The struggle was real, it was intense, and it was quite often deadly. Such was the righteousness of the cause, however, that ordinary working-class people were willing to put aside their fear as well as their religious, ethnic, cultural, and racial differences and see their shared interests. Words like brotherhood, sisterhood, and solidarity were used, were meant, were believed in. People, recognizing their shared interests and shared humanity, banded together to take what was rightfully theirs from an elite class who lived in luxurious mansions and never dirtied their hands doing the actual work that transformed the U.S.A. into the wealthiest nation in the world.

Such was the power of the labor movement that it was able to secure from the federal government a token of the power and value of labor: namely a day of appreciation of, and rest from work for, labor.

This was the first holiday ever designated for the common man. No longer did we merely celebrate the notion of great men and great leaders, we now celebrated the contributions of all who contributed to society. And not only did it celebrate the common laborer, it celebrated the shared goals and the feeling of commonality amongst us. Labor Day was a shared holiday, a holiday for everyone, a recognition of our shared humanity, dependence upon one another, and strength in unity.

But this was not a good thing for those who paid for other people’s day of rest from out of their profits. Never mind that those profits were generated by someone else’s labor in the first place, they wanted all they could get. Especially power. Labor had shown for a time its power, but those who profited off of labor had many skillful planners, lawyers and propagandists in their employ, people willing to work against the common good in order to make a handsome profit for themselves. Considering themselves great men and the common laborers as nothing more than resources to be maximally exploited, the war against labor continued even as workers were winning their greatest victories.

Divide and conquer. That’s been the game of every ruler from even before the time of Sun Tzu. Scott Walker was caught on camera uttering that exact phrase to a wealthy donor:


It was necessary to construct the debate in the media--which is owned and sponsored by the wealthy capitalists--around the things that divide rather than unite labor. Play up the differences that exist between the rural worker and the urban worker, the blue collar from the white collar, public workers and those who work for private employers. And by all means, do not discuss labor as though it had an identity of its own. Do not mention labor rights, labor concerns, labor solidarity. When workers complain about losing their jobs to overseas factories, make sure that the blue collar workers hate the workers replacing them rather than the person who made the decision, and make sure the white collar worker blames it on the blue collar worker’s inability to learn the kind of skills that are (at least for now) in demand.

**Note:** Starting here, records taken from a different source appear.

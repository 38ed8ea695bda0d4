use std::env;
use std::io;
use std::path::PathBuf;

use log::{debug, warn};
use rustyline::{Config, EditMode, Editor};

use seash::builtins::{BuiltinTable, Flow};
use seash::config::{build_prompt, load_config, ShellConfig};
use seash::interpreter::Interpreter;
use seash::SHELL_NAME;

use crate::io_helpers::{read_input_line, LineEditor};

const HISTORY_FILE_NAME: &str = ".seash_history";

/// Command-line switches.
#[derive(Debug, Default, Clone, Copy)]
pub(crate) struct Options {
    pub(crate) trace: bool,
    pub(crate) strict_quotes: bool,
    pub(crate) no_rc: bool,
}

pub(crate) struct ShellState {
    // Only present when stdin is a terminal.
    editor: Option<LineEditor>,
    builtins: BuiltinTable,
    config: ShellConfig,
    last_status: i32,
    trace: bool,
}

pub(crate) fn init_state(options: Options, interactive: bool) -> io::Result<ShellState> {
    let mut config = ShellConfig::default();
    if !options.no_rc {
        if let Err(err) = load_config(&mut config) {
            eprintln!("{SHELL_NAME}: config: {err}");
        }
    }
    if options.strict_quotes {
        config.strict_quotes = true;
    }

    let editor = if interactive {
        let edit_mode = match env::var("SEASH_EDITMODE").ok().as_deref() {
            Some("vi") | Some("VI") => EditMode::Vi,
            _ => EditMode::Emacs,
        };
        let editor_config = Config::builder()
            .auto_add_history(true)
            .edit_mode(edit_mode)
            .build();
        let mut editor: LineEditor = Editor::with_config(editor_config).map_err(io::Error::other)?;
        if let Some(path) = history_path() {
            if let Err(err) = editor.load_history(&path) {
                debug!("history event=load path={} error={}", path.display(), err);
            }
        }
        Some(editor)
    } else {
        None
    };

    Ok(ShellState {
        editor,
        builtins: BuiltinTable::standard(),
        config,
        last_status: 0,
        trace: options.trace,
    })
}

impl ShellState {
    /// Read and run one line. Returns `Flow::Exit` on `exit` or end of input.
    pub(crate) fn run_once(&mut self) -> io::Result<Flow> {
        let cwd = env::current_dir().unwrap_or_else(|_| "/".into());
        let prompt = build_prompt(
            self.editor.is_some(),
            &self.config.prompt_template,
            self.last_status,
            &cwd,
        );

        let Some(line) = read_input_line(self.editor.as_mut(), &prompt)? else {
            if self.editor.is_some() {
                println!();
            }
            return Ok(Flow::Exit);
        };

        let interpreter = Interpreter::new(&self.builtins)
            .strict_quotes(self.config.strict_quotes)
            .trace(self.trace);
        let flow = interpreter.interpret(&line);
        if let Flow::Continue(status) = flow {
            self.last_status = status;
        }
        Ok(flow)
    }

    pub(crate) fn save_history(&mut self) {
        let (Some(editor), Some(path)) = (self.editor.as_mut(), history_path()) else {
            return;
        };
        if let Err(err) = editor.save_history(&path) {
            warn!("history event=save path={} error={}", path.display(), err);
        }
    }
}

fn history_path() -> Option<PathBuf> {
    env::var_os("HOME").map(|home| PathBuf::from(home).join(HISTORY_FILE_NAME))
}
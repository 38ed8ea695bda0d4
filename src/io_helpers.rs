use std::io::{self, BufRead};

use rustyline::error::ReadlineError;
use rustyline::history::DefaultHistory;
use rustyline::Editor;

pub type LineEditor = Editor<(), DefaultHistory>;

/// Next input line without its terminator, or `None` at end of input.
///
/// With an editor, Ctrl-C yields an empty line. Without one, lines come from
/// stdin and no prompt is shown.
pub fn read_input_line(editor: Option<&mut LineEditor>, prompt: &str) -> io::Result<Option<String>> {
    if let Some(editor) = editor {
        return match editor.readline(prompt) {
            Ok(line) => Ok(Some(line)),
            Err(ReadlineError::Interrupted) => Ok(Some(String::new())),
            Err(ReadlineError::Eof) => Ok(None),
            Err(err) => Err(io::Error::other(err)),
        };
    }
    let mut raw = Vec::new();
    let bytes = io::stdin().lock().read_until(b'\n', &mut raw)?;
    if bytes == 0 {
        return Ok(None);
    }
    Ok(Some(strip_line_ending(decode_line(raw))))
}

// Invalid UTF-8 is replaced rather than ending the session.
fn decode_line(raw: Vec<u8>) -> String {
    match String::from_utf8(raw) {
        Ok(line) => line,
        Err(err) => String::from_utf8_lossy(err.as_bytes()).into_owned(),
    }
}

fn strip_line_ending(mut line: String) -> String {
    if line.ends_with('\n') {
        line.pop();
        if line.ends_with('\r') {
            line.pop();
        }
    }
    line
}
#![no_main]

use libfuzzer_sys::fuzz_target;

fuzz_target!(|data: &[u8]| {
    seash::fuzz_expand_bytes(data);
});
use std::io;
use std::os::fd::OwnedFd;

use nix::fcntl::OFlag;
use nix::unistd::pipe2;

use crate::error::{ErrorKind, ShellError, ShellResult};

/// Read/write ends of one pipe between adjacent stages.
///
/// Each end is handed out at most once; whatever is still held when the pair
/// drops is closed then. Both ends are close-on-exec, so only the copy a child
/// duplicates onto its stdin/stdout outlives `exec`.
#[derive(Debug)]
pub(crate) struct PipePair {
    read: Option<OwnedFd>,
    write: Option<OwnedFd>,
}

impl PipePair {
    pub(crate) fn open() -> ShellResult<Self> {
        let (read, write) = pipe2(OFlag::O_CLOEXEC).map_err(|errno| {
            let err = io::Error::from(errno);
            ShellError::new(ErrorKind::Resource, format!("pipe: {err}")).with_io_kind(err.kind())
        })?;
        Ok(Self {
            read: Some(read),
            write: Some(write),
        })
    }

    pub(crate) fn take_read(&mut self) -> Option<OwnedFd> {
        self.read.take()
    }

    pub(crate) fn take_write(&mut self) -> Option<OwnedFd> {
        self.write.take()
    }
}

/// Allocate `count` pipes up front. On failure the pairs already created are
/// dropped, closing their descriptors.
pub(crate) fn open_pipes(count: usize) -> ShellResult<Vec<PipePair>> {
    let mut pipes = Vec::with_capacity(count);
    for _ in 0..count {
        pipes.push(PipePair::open()?);
    }
    Ok(pipes)
}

Commonality, that’s what Labor Day means to me. It means power shared broadly rather than concentrated in the hands of a few who have managed to gather about them an inordinate amount of wealth. It means unity rather than division. It means working together for the benefit of all, rather than suffering under the delusion that the human race can progress through selfishness and ruthless competition.


It means common goals for the common man. There are some who would say this is antithetical to freedom, but when they speak of freedom they speak of a rich man’s freedom. It is a freedom for a few paid for by the servitude of the many. Those without power can never expect to be free. Freedom will never be given by those with power, just as an equal share of the wealth will never be given by those whose only interest is profit. Labor Day is a day to remember the effort required for common workers to get what is rightfully theirs. Labor Day is a day to celebrate the average person, the common person, the working person. That person is me, and I’m willing to bet it is you too.